Extracted records
══════════════════════════════

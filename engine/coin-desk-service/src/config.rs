//! Service configuration management

use anyhow::{Context, Result};
use serde::{Deserialize, Serialize};
use std::path::{Path, PathBuf};

use advisor::AdvisorConfig;
use market_data::MarketDataConfig;
use persistence::PersistenceConfig;
use price_poller::PollerConfig;
use selection_manager::SelectionConfig;

/// Environment variable naming the configuration file
pub const CONFIG_FILE_ENV: &str = "COIN_DESK_CONFIG";

/// Main service configuration
#[derive(Debug, Clone, Default, Serialize, Deserialize)]
#[serde(default)]
pub struct ServiceConfig {
    /// Service-level configuration
    pub service: ServiceSettings,

    /// Selection limits and storage key
    pub selection: SelectionConfig,

    /// Price report polling
    pub poller: PollerConfig,

    /// Coin catalog, price and detail providers
    pub market_data: MarketDataConfig,

    /// Recommendation model
    pub advisor: AdvisorConfig,

    /// Logging configuration
    pub logging: LoggingConfig,
}

/// Service-level settings
#[derive(Debug, Clone, Serialize, Deserialize)]
#[serde(default)]
pub struct ServiceSettings {
    /// Directory holding the persisted selection and caches
    pub data_dir: PathBuf,

    /// Pretty-print persisted JSON documents
    pub pretty_storage: bool,
}

/// Logging configuration
#[derive(Debug, Clone, Serialize, Deserialize)]
#[serde(default)]
pub struct LoggingConfig {
    /// Log level (trace, debug, info, warn, error); `RUST_LOG` takes precedence
    pub level: String,

    /// Log format (json, pretty, compact)
    pub format: String,
}

impl Default for ServiceSettings {
    fn default() -> Self {
        Self { data_dir: PathBuf::from("./data"), pretty_storage: false }
    }
}

impl Default for LoggingConfig {
    fn default() -> Self {
        Self { level: "warn".to_string(), format: "compact".to_string() }
    }
}

impl ServiceConfig {
    /// Persistence settings rooted at the service data directory
    pub fn persistence(&self) -> PersistenceConfig {
        PersistenceConfig { pretty: self.service.pretty_storage, ..PersistenceConfig::new(&self.service.data_dir) }
    }
}

/// Load configuration from a file, the environment, or both
///
/// The file is `path` when given, otherwise `COIN_DESK_CONFIG` when set.
/// Environment variables override file values.
pub fn load_config(path: Option<&Path>) -> Result<ServiceConfig> {
    let file = path
        .map(Path::to_path_buf)
        .or_else(|| std::env::var(CONFIG_FILE_ENV).ok().map(PathBuf::from));

    let mut config = match file {
        Some(file) => {
            tracing::debug!("Loading configuration from file: {:?}", file);
            load_from_file(&file)?
        }
        None => ServiceConfig::default(),
    };

    // Override with environment variables
    load_from_env(&mut config)?;

    // Validate configuration
    validate_config(&config)?;

    Ok(config)
}

/// Load configuration from a TOML file
pub fn load_from_file(path: &Path) -> Result<ServiceConfig> {
    let content = std::fs::read_to_string(path)
        .with_context(|| format!("Failed to read config file: {:?}", path))?;
    toml::from_str(&content).with_context(|| format!("Failed to parse config file: {:?}", path))
}

/// Load configuration from environment variables
pub fn load_from_env(config: &mut ServiceConfig) -> Result<()> {
    if let Ok(data_dir) = std::env::var("COIN_DESK_DATA_DIR") {
        config.service.data_dir = PathBuf::from(data_dir);
    }

    if let Ok(level) = std::env::var("COIN_DESK_LOG_LEVEL") {
        config.logging.level = level;
    }

    if let Ok(format) = std::env::var("COIN_DESK_LOG_FORMAT") {
        config.logging.format = format;
    }

    if let Ok(interval) = std::env::var("COIN_DESK_POLL_INTERVAL_MS") {
        config.poller.interval_ms = interval
            .parse()
            .with_context(|| format!("Invalid COIN_DESK_POLL_INTERVAL_MS: {interval}"))?;
    }

    config.market_data.apply_env();
    config.advisor.apply_env();

    Ok(())
}

/// Validate configuration
pub fn validate_config(config: &ServiceConfig) -> Result<()> {
    match config.logging.level.as_str() {
        "trace" | "debug" | "info" | "warn" | "error" => {}
        _ => return Err(anyhow::anyhow!("Invalid log level: {}", config.logging.level)),
    }

    match config.logging.format.as_str() {
        "json" | "pretty" | "compact" => {}
        _ => return Err(anyhow::anyhow!("Invalid log format: {}", config.logging.format)),
    }

    config.persistence().validate().map_err(|e| anyhow::anyhow!("Invalid persistence config: {e}"))?;
    config.selection.validate().map_err(|e| anyhow::anyhow!("Invalid selection config: {e}"))?;
    config.poller.validate().map_err(|e| anyhow::anyhow!("Invalid poller config: {e}"))?;
    config.market_data.validate().map_err(|e| anyhow::anyhow!("Invalid market data config: {e}"))?;
    config.advisor.validate().map_err(|e| anyhow::anyhow!("Invalid advisor config: {e}"))?;

    Ok(())
}

/// Save configuration to a TOML file
pub fn save_config(config: &ServiceConfig, path: &Path) -> Result<()> {
    let content = toml::to_string_pretty(config).context("Failed to serialize configuration")?;
    std::fs::write(path, content).with_context(|| format!("Failed to write config file: {:?}", path))
}
//! Local file-based persistence implementation

use crate::backend::LocalPersistence;
use crate::config::PersistenceConfig;
use crate::error::Result;

/// Create a new local persistence instance with default configuration
pub fn create_local_persistence(
    data_dir: impl Into<std::path::PathBuf>,
) -> Result<LocalPersistence> {
    LocalPersistence::with_default_config(data_dir)
}

/// Create a new local persistence instance with custom configuration
pub fn create_local_persistence_with_config(config: PersistenceConfig) -> Result<LocalPersistence> {
    LocalPersistence::new(config)
}

#[cfg(test)]
mod tests {
    use super::*;
    use crate::backend::{PersistedStore, PersistedStoreExt};
    use crate::error::PersistenceError;
    use crate::keys::StorageKeys;
    use std::fs;
    use tempfile::TempDir;

    #[test]
    fn test_local_persistence_creation() {
        let temp_dir = TempDir::new().unwrap();
        let data_dir = temp_dir.path().join("nested").join("store");

        let persistence = create_local_persistence(data_dir.clone()).unwrap();
        assert_eq!(persistence.data_dir(), &data_dir);
        assert!(data_dir.exists());
    }

    #[test]
    fn test_selection_survives_reopen() {
        let temp_dir = TempDir::new().unwrap();

        {
            let persistence = create_local_persistence(temp_dir.path()).unwrap();
            persistence
                .write(StorageKeys::SELECTED_COIN_IDS, &vec!["bitcoin", "solana"])
                .unwrap();
        }

        let persistence = create_local_persistence(temp_dir.path()).unwrap();
        let ids: Vec<String> = persistence.read(StorageKeys::SELECTED_COIN_IDS, Vec::new());
        assert_eq!(ids, vec!["bitcoin".to_string(), "solana".to_string()]);

        // No temp files left behind
        let leftovers: Vec<_> = fs::read_dir(temp_dir.path())
            .unwrap()
            .filter_map(|e| e.ok())
            .filter(|e| e.file_name().to_string_lossy().ends_with(".tmp"))
            .collect();
        assert!(leftovers.is_empty());
    }

    #[test]
    fn test_corrupt_file_is_reported_and_falls_back() {
        let temp_dir = TempDir::new().unwrap();
        let persistence = create_local_persistence(temp_dir.path()).unwrap();

        fs::write(temp_dir.path().join("selectedCoinIds.json"), "[\"bitcoin\",").unwrap();

        assert!(matches!(
            persistence.read_value(StorageKeys::SELECTED_COIN_IDS),
            Err(PersistenceError::Corruption(_))
        ));
        let ids: Vec<String> = persistence.read(StorageKeys::SELECTED_COIN_IDS, Vec::new());
        assert!(ids.is_empty());
    }

    #[test]
    fn test_missing_and_removed_keys() {
        let temp_dir = TempDir::new().unwrap();
        let persistence = create_local_persistence(temp_dir.path()).unwrap();
        let key = StorageKeys::more_info("bitcoin");

        assert!(persistence.read_value(&key).unwrap().is_none());
        persistence.write(&key, &serde_json::json!({"usd": 1.0})).unwrap();
        assert!(persistence.remove(&key).unwrap());
        assert!(persistence.read_value(&key).unwrap().is_none());
        assert!(!persistence.remove(&key).unwrap());
    }

    #[test]
    fn test_pretty_config() {
        let temp_dir = TempDir::new().unwrap();
        let config = PersistenceConfig {
            pretty: true,
            fsync_every_write: true,
            ..PersistenceConfig::new(temp_dir.path())
        };
        let persistence = create_local_persistence_with_config(config).unwrap();
        persistence.write("prefs", &serde_json::json!({"a": 1})).unwrap();

        let raw = fs::read_to_string(temp_dir.path().join("prefs.json")).unwrap();
        assert!(raw.contains('\n'));
    }

    #[test]
    fn test_invalid_config_rejected() {
        let temp_dir = TempDir::new().unwrap();
        let config = PersistenceConfig {
            file_extension: String::new(),
            ..PersistenceConfig::new(temp_dir.path())
        };
        assert!(matches!(
            create_local_persistence_with_config(config),
            Err(PersistenceError::Config(_))
        ));
    }
}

══════════════════════════════

## GOAL OF THE EXERCISE
Gather from the records above every line containing the string "interval".

## RESPONSE TO THE TASK
    if let Ok(interval) = std::env::var("COIN_DESK_POLL_INTERVAL_MS") {
        config.poller.interval_ms = interval
            .with_context(|| format!("Invalid COIN_DESK_POLL_INTERVAL_MS: {interval}"))?;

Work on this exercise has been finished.